Etymology and terminology
The most commonly accepted etymology derives warlock from the Old English wǣrloga, which meant "breaker of oaths" or "deceiver" and was given special application to the devil around 1000. In early modern Scots, the word came to be used as the male equivalent of witch (which can be male or female, but has historically been used predominantly for females). The term may have become associated in Scotland with male witches due to the idea that they had made pacts with Auld Hornie (the devil) and thus had betrayed the Christian faith and broke their baptismal vows or oaths. From this use, the word passed into Romantic literature and ultimately 20th-century popular culture.
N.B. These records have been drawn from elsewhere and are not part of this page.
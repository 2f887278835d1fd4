use std::io::Cursor;

use super::*;
use crate::{layout::canvas::resolve_canvas, model::brand::Brand, model::slide::ThemeKind};

fn solid(w: u32, h: u32, rgb: [u8; 3]) -> Surface {
    Surface::filled(w, h, Rgba8Premul::from_straight_rgba(rgb[0], rgb[1], rgb[2], 255)).unwrap()
}

fn png(w: u32, h: u32, rgb: [u8; 3]) -> Vec<u8> {
    let img = image::RgbaImage::from_pixel(w, h, image::Rgba([rgb[0], rgb[1], rgb[2], 255]));
    let mut buf = Vec::new();
    image::DynamicImage::ImageRgba8(img)
        .write_to(&mut Cursor::new(&mut buf), image::ImageFormat::Png)
        .unwrap();
    buf
}

#[test]
fn icon_geometry_matches_bottom_right_reference() {
    let geo = icon_geometry(1080, 1920, IconPosition::BottomRight, true, Vec2::ZERO).unwrap();
    assert_eq!(geo.icon_size, 86);
    assert_eq!(geo.corner_radius, 19);
    let caption = geo.caption.unwrap();
    assert_eq!(caption.font_size, 24);
    assert_eq!(caption.width, 215);
    assert_eq!(caption.height, 38);
    // pad 43, gap 13, group 215 x (86 + 13 + 38)
    assert_eq!(caption.left, 1080 - 215 - 43);
    assert_eq!(geo.icon_left, 1080 - 215 - 43 + 65);
    assert_eq!(geo.icon_top, 1920 - 137 - 43);
    assert_eq!(caption.top, geo.icon_top + 86 + 13);
}

#[test]
fn icon_geometry_without_caption_hugs_the_corner() {
    let geo = icon_geometry(1080, 1080, IconPosition::TopLeft, false, Vec2::ZERO).unwrap();
    assert_eq!(geo.icon_size, 65);
    assert_eq!((geo.icon_left, geo.icon_top), (43, 43));
    assert!(geo.caption.is_none());
}

#[test]
fn icon_geometry_applies_offsets_and_centers_mid_right() {
    let base = icon_geometry(1080, 1920, IconPosition::MidRight, false, Vec2::ZERO).unwrap();
    assert_eq!(base.icon_size, 108);
    assert_eq!(base.icon_top, ((1920.0 - 108.0) / 2.0_f64).round() as i64);
    let moved =
        icon_geometry(1080, 1920, IconPosition::MidRight, false, Vec2::new(-20.0, 30.0)).unwrap();
    assert_eq!(moved.icon_left, base.icon_left - 20);
    assert_eq!(moved.icon_top, base.icon_top + 30);
}

#[test]
fn icon_geometry_rejects_empty_base() {
    assert!(matches!(
        icon_geometry(0, 100, IconPosition::BottomRight, false, Vec2::ZERO),
        Err(CarouselError::Layout(_))
    ));
}

#[test]
fn apply_icon_watermark_requires_a_decodable_base() {
    let raster = Rasterizer::new(&[]);
    let err = apply_icon_watermark(
        b"garbage",
        &png(4, 4, [255, 0, 0]),
        None,
        IconPosition::BottomRight,
        Vec2::ZERO,
        &raster,
    )
    .unwrap_err();
    assert!(matches!(err, CarouselError::Layout(_)));
}

#[test]
fn apply_icon_watermark_stamps_the_corner() {
    let raster = Rasterizer::new(&[]);
    let out = apply_icon_watermark(
        &png(200, 200, [0, 0, 0]),
        &png(10, 10, [255, 0, 0]),
        None,
        IconPosition::BottomRight,
        Vec2::ZERO,
        &raster,
    )
    .unwrap();
    let img = image::load_from_memory(&out).unwrap().to_rgba8();
    // icon 16px at (176, 176), pad 8
    assert_eq!(img.get_pixel(184, 184).0, [255, 0, 0, 255]);
    assert_eq!(img.get_pixel(10, 10).0, [0, 0, 0, 255]);
}

#[test]
fn figure_is_fitted_and_anchored_from_its_own_size() {
    let canvas = resolve_canvas("9:16");
    let img = solid(1000, 500, [9, 9, 9]);
    let layer = figure_layer(&img, &canvas, SizeTier::Medium, 24.0, FigureAnchor::BottomLeft).unwrap();
    let (bw, _) = figure_box(&canvas, SizeTier::Medium);
    assert_eq!(layer.surface.width(), bw);
    assert_eq!(layer.surface.height(), (f64::from(bw) / 2.0).round() as u32);
    assert_eq!(layer.left, 60);
    assert_eq!(
        layer.top,
        1920 - i64::from(layer.surface.height()) - 60
    );
    assert_eq!(layer.surface.pixel(0, 0).unwrap()[3], 0);
}

#[test]
fn anchors_cover_all_eight_positions() {
    let canvas = resolve_canvas("1:1");
    let size = (100, 100);
    assert_eq!(anchor_origin(FigureAnchor::TopCenter, &canvas, size, 10.0), (490, 10));
    assert_eq!(anchor_origin(FigureAnchor::CenterRight, &canvas, size, 10.0), (970, 490));
    assert_eq!(anchor_origin(FigureAnchor::BottomRight, &canvas, size, 10.0), (970, 970));
}

#[test]
fn background_overlay_darkens_edges_more_than_middle() {
    let canvas = resolve_canvas("1:1");
    let photo = solid(300, 300, [200, 200, 200]);
    let layer = background_photo_layer(&photo, &canvas, 1.0, 0).unwrap();
    let top = layer.surface.pixel(540, 0).unwrap();
    let mid = layer.surface.pixel(540, 540).unwrap();
    let bottom = layer.surface.pixel(540, 1079).unwrap();
    assert!(top[0] < mid[0]);
    assert!(bottom[0] < mid[0]);
    assert_eq!(mid[3], 255);
}

#[test]
fn zero_opacity_overlay_leaves_photo_untouched() {
    let canvas = resolve_canvas("1:1");
    let photo = solid(1080, 1080, [120, 60, 30]);
    let layer = background_photo_layer(&photo, &canvas, 0.0, 0).unwrap();
    assert_eq!(layer.surface.pixel(10, 10), Some([120, 60, 30, 255]));
}

#[test]
fn darken_layer_is_skipped_at_zero() {
    let canvas = resolve_canvas("1:1");
    assert!(darken_layer(&canvas, 0.0).unwrap().is_none());
    let layer = darken_layer(&canvas, 0.5).unwrap().unwrap();
    assert_eq!(layer.surface.pixel(0, 0).unwrap()[3], 128);
}

#[test]
fn fill_layer_follows_theme_gradient() {
    let canvas = resolve_canvas("1:1");
    let theme = Theme::resolve(&Brand::resolve(None), ThemeKind::Dark);
    let layer = fill_layer(&canvas, &theme).unwrap();
    let top = layer.surface.pixel(0, 0).unwrap();
    assert_eq!(&top[..3], &[theme.background.r, theme.background.g, theme.background.b]);
    let end = theme.background_end.unwrap();
    let bottom = layer.surface.pixel(0, 1079).unwrap();
    assert_eq!(&bottom[..3], &[end.r, end.g, end.b]);
}

#[test]
fn phone_mockup_rotation_grows_bounds() {
    let raster = Rasterizer::new(&[]);
    let theme = Theme::resolve(&Brand::resolve(None), ThemeKind::Dark);
    let shot = solid(60, 120, [0, 200, 0]);
    let parts = PhoneParts {
        screenshot: Some(&shot),
        frame: None,
    };
    let upright = phone_surface(parts, 200, &theme, &raster).unwrap();
    assert_eq!(upright.height(), 200);
    assert_eq!(upright.width(), 96);
    // screen center shows the screenshot
    assert_eq!(upright.pixel(48, 120), Some([0, 200, 0, 255]));

    let tilted = phone_layer_surface(parts, 200, -8.0, &theme, &raster).unwrap();
    assert!(tilted.width() > upright.width());
    assert!(tilted.height() > upright.height());
}

#[test]
fn brand_frame_is_drawn_over_the_screen() {
    let raster = Rasterizer::new(&[]);
    let theme = Theme::resolve(&Brand::resolve(None), ThemeKind::Dark);
    let frame = solid(10, 20, [5, 5, 5]);
    let parts = PhoneParts {
        screenshot: None,
        frame: Some(&frame),
    };
    let phone = phone_surface(parts, 100, &theme, &raster).unwrap();
    assert_eq!(phone.pixel(24, 50), Some([5, 5, 5, 255]));
}

#[test]
fn composite_respects_layer_order() {
    let mut base = solid(4, 4, [0, 0, 0]);
    let layers = vec![
        Layer::full(solid(4, 4, [255, 0, 0])),
        Layer::at(solid(2, 2, [0, 0, 255]), 1, 1),
    ];
    composite(&mut base, &layers).unwrap();
    assert_eq!(base.pixel(0, 0), Some([255, 0, 0, 255]));
    assert_eq!(base.pixel(2, 2), Some([0, 0, 255, 255]));
    assert_eq!(layers[1].bounds(), Rect::new(1.0, 1.0, 3.0, 3.0));
}

#[test]
fn meme_captions_skip_when_empty() {
    let raster = Rasterizer::new(&[]);
    assert!(meme_caption_layer(100, 100, " ", "", &raster).unwrap().is_none());
    let layer = meme_caption_layer(200, 200, "top", "bottom", &raster).unwrap().unwrap();
    assert_eq!(layer.surface.width(), 200);
}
A derivation from the Old Norse varð-lokkur, "caller of spirits", has also been suggested, but the Oxford English Dictionary  considers this implausible due to the extreme rarity of the Norse word and because forms without hard -k, which are consistent with the Old English etymology ("traitor"), are attested earlier than forms with a -k.

History
Although most victims of the witch trials in early modern Scotland were women, some men were executed as warlocks.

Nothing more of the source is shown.